Page MenuHomePhabricator

JsonBodyValidator does not validate the parameter types
Closed, ResolvedPublic

Description

As a TODO comment notes:

// TODO: use a ParamValidator to check field value, etc!

Currently, JsonBodyValidator does not perform any type check, which means that handlers could break horribly if they don't do the validation themselves (which they shouldn't do!).

Solution outline:

  • add getParsedBody and setParsedBody to RequestInterface (T357025), following PSR-7.
  • add parseBodyData to Handler. It should throw for unsupported body types, and return null if the handler wants to process the body as a stream.
  • The router object should call parseBodyData on the handler, and pass the result to the request (T358557)
  • The router object should ensure that requests that should have a body do have one, and requests that shouldn't don't have a body.

Related Objects

Event Timeline

There are a very large number of changes, so older changes are hidden. Show Older Changes

We (WB Product Platform Team) recently looked at JsonBodyValidator for the Wikibase REST API and ended up creating a subclass in Wikibase to at least do basic type validation for primitive types. It would of course make sense for something like this to be upstreamed, but we weren't sure about the exact response format (keys and message), and whether this limited version is useful there at all.

We saw the comment in the code regarding ParamValidator, but it doesn't look like it can easily be used there. ParamValidator and the TypeDef objects seem to assume their input values to be strings, which makes sense for path params and query params, but not for JSON.

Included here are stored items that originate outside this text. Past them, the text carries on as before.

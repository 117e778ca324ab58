//! Request and response envelopes.

use serde::{Deserialize, Deserializer, Serialize};
use serde_json::value::RawValue;
use serde_json::Value;

use crate::error::ErrorObject;
use crate::id::RequestId;

/// JSON-RPC 2.0 protocol version.
pub const JSONRPC_VERSION: &str = "2.0";

/// A decoded request envelope. `params` stays undecoded until a handler asks
/// for its concrete shape.
#[derive(Debug, Clone, Serialize, Deserialize)]
pub struct Request {
    #[serde(default)]
    pub jsonrpc: String,
    #[serde(default)]
    pub method: String,
    #[serde(default, skip_serializing_if = "Option::is_none")]
    pub params: Option<Box<RawValue>>,
    #[serde(
        default,
        deserialize_with = "present_id",
        skip_serializing_if = "Option::is_none"
    )]
    pub id: Option<RequestId>,
}

/// Runs only when the `id` member exists, so `None` always means absent.
fn present_id<'de, D>(deserializer: D) -> Result<Option<RequestId>, D::Error>
where
    D: Deserializer<'de>,
{
    let value = Value::deserialize(deserializer)?;
    Ok(RequestId::normalize(Some(&value)))
}

impl Request {
    pub fn new(
        method: impl Into<String>,
        params: Option<Box<RawValue>>,
        id: Option<RequestId>,
    ) -> Self {
        Self {
            jsonrpc: JSONRPC_VERSION.to_string(),
            method: method.into(),
            params,
            id,
        }
    }

    /// Build a request whose params are serialized from `params`.
    pub fn with_params<P: Serialize>(
        method: impl Into<String>,
        params: &P,
        id: Option<RequestId>,
    ) -> serde_json::Result<Self> {
        let raw = serde_json::value::to_raw_value(params)?;
        Ok(Self::new(method, Some(raw), id))
    }

    pub fn is_notification(&self) -> bool {
        self.id.is_none()
    }
}

/// Exactly one of `result` or `error`.
#[derive(Debug, Clone, PartialEq, Serialize)]
#[serde(rename_all = "lowercase")]
pub enum Outcome {
    Result(Value),
    Error(ErrorObject),
}

/// A response envelope.
#[derive(Debug, Clone, PartialEq, Serialize)]
pub struct Response {
    pub jsonrpc: String,
    #[serde(flatten)]
    pub outcome: Outcome,
    pub id: RequestId,
}

impl Response {
    pub fn success(id: RequestId, result: Value) -> Self {
        Self {
            jsonrpc: JSONRPC_VERSION.to_string(),
            outcome: Outcome::Result(result),
            id,
        }
    }

    pub fn error(id: RequestId, error: ErrorObject) -> Self {
        Self {
            jsonrpc: JSONRPC_VERSION.to_string(),
            outcome: Outcome::Error(error),
            id,
        }
    }

    pub fn result(&self) -> Option<&Value> {
        match &self.outcome {
            Outcome::Result(v) => Some(v),
            Outcome::Error(_) => None,
        }
    }

    pub fn error_object(&self) -> Option<&ErrorObject> {
        match &self.outcome {
            Outcome::Error(e) => Some(e),
            Outcome::Result(_) => None,
        }
    }

    pub fn is_error(&self) -> bool {
        matches!(self.outcome, Outcome::Error(_))
    }
}

/// What one inbound payload produces.
#[derive(Debug, Clone, PartialEq)]
pub enum Reply {
    /// The payload was refused before any dispatch (empty body, invalid
    /// JSON, empty batch).
    Rejected(Response),
    Single(Response),
    Batch(Vec<Response>),
    /// Notifications only; nothing goes back to the caller.
    NoContent,
}

impl Reply {
    pub fn is_no_content(&self) -> bool {
        matches!(self, Reply::NoContent)
    }

    pub fn responses(&self) -> &[Response] {
        match self {
            Reply::Rejected(r) | Reply::Single(r) => std::slice::from_ref(r),
            Reply::Batch(rs) => rs,
            Reply::NoContent => &[],
        }
    }

    /// Render the reply body; `None` for [`Reply::NoContent`].
    pub fn to_json(&self) -> serde_json::Result<Option<String>> {
        match self {
            Reply::Rejected(r) | Reply::Single(r) => serde_json::to_string(r).map(Some),
            Reply::Batch(rs) => serde_json::to_string(rs).map(Some),
            Reply::NoContent => Ok(None),
        }
    }

    pub fn to_value(&self) -> serde_json::Result<Option<Value>> {
        match self {
            Reply::Rejected(r) | Reply::Single(r) => serde_json::to_value(r).map(Some),
            Reply::Batch(rs) => serde_json::to_value(rs).map(Some),
            Reply::NoContent => Ok(None),
        }
    }
}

If someone finds bits of this TypeValidatingJsonBodyValidator in Wikibase useful, feel free to copy those over, or poke someone from our team to create a patch for core! :)

Change 809322 had a related patch set uploaded (by Daimona Eaytoy; author: Daimona Eaytoy):

[mediawiki/core@master] Rest: ensure there are no extraneous params in JSON bodies

https://gerrit.wikimedia.org/r/809322

The patch above does something, although it's not enough for this task. This seemed easier than validating types, though, so I thought I'd fix it.

Change 809567 had a related patch set uploaded (by Ollie Shotton; author: Ollie Shotton):

[mediawiki/extensions/Wikibase@master] REST: Extraneous params not allowed in JSON bodies

https://gerrit.wikimedia.org/r/809567

One more thing to note: JsonBodyValidator also does not support/check PARAM_ISMULTI, which I assume is in scope for this task.

kostajh subscribed.

The patch above does something, although it's not enough for this task. This seemed easier than validating types, though, so I thought I'd fix it.

It looks like an improvement to me; I've 2'ed it but it's depending on a Wikibase patch which I 1'ed.

I was surprised that JsonBodyValidator is not actually validating; if we're not going to fix this issue anytime soon, we should probably audit all uses of getBodyValidator to make sure that they don't assume that the fields are validated in ways that are unsafe after calling $this->getValidatedBody();

Change 809322 merged by jenkins-bot:

[mediawiki/core@master] Rest: ensure there are no extraneous params in JSON bodies

https://gerrit.wikimedia.org/r/809322

I was surprised that JsonBodyValidator is not actually validating; if we're not going to fix this issue anytime soon, we should probably audit all uses of getBodyValidator to make sure that they don't assume that the fields are validated in ways that are unsafe after calling $this->getValidatedBody();

I think this should really be fixed, considering that REST APIs are being used in more and more places, and that JSON is pretty much the only format currently available. But then of course I'm not very familiar with the REST API framework, and I also don't know how this task fits into the API team's plans.

Krinkle added subscribers: BPirkle, Krinkle.

@BPirkle I'm boldly moving this back to the inbox for triage given that it was moved to the radar back in October before the current reorg. This seems outside the Platform team's scope, but let us know if you find something you need help with.

daniel added subscribers: tstarling, daniel.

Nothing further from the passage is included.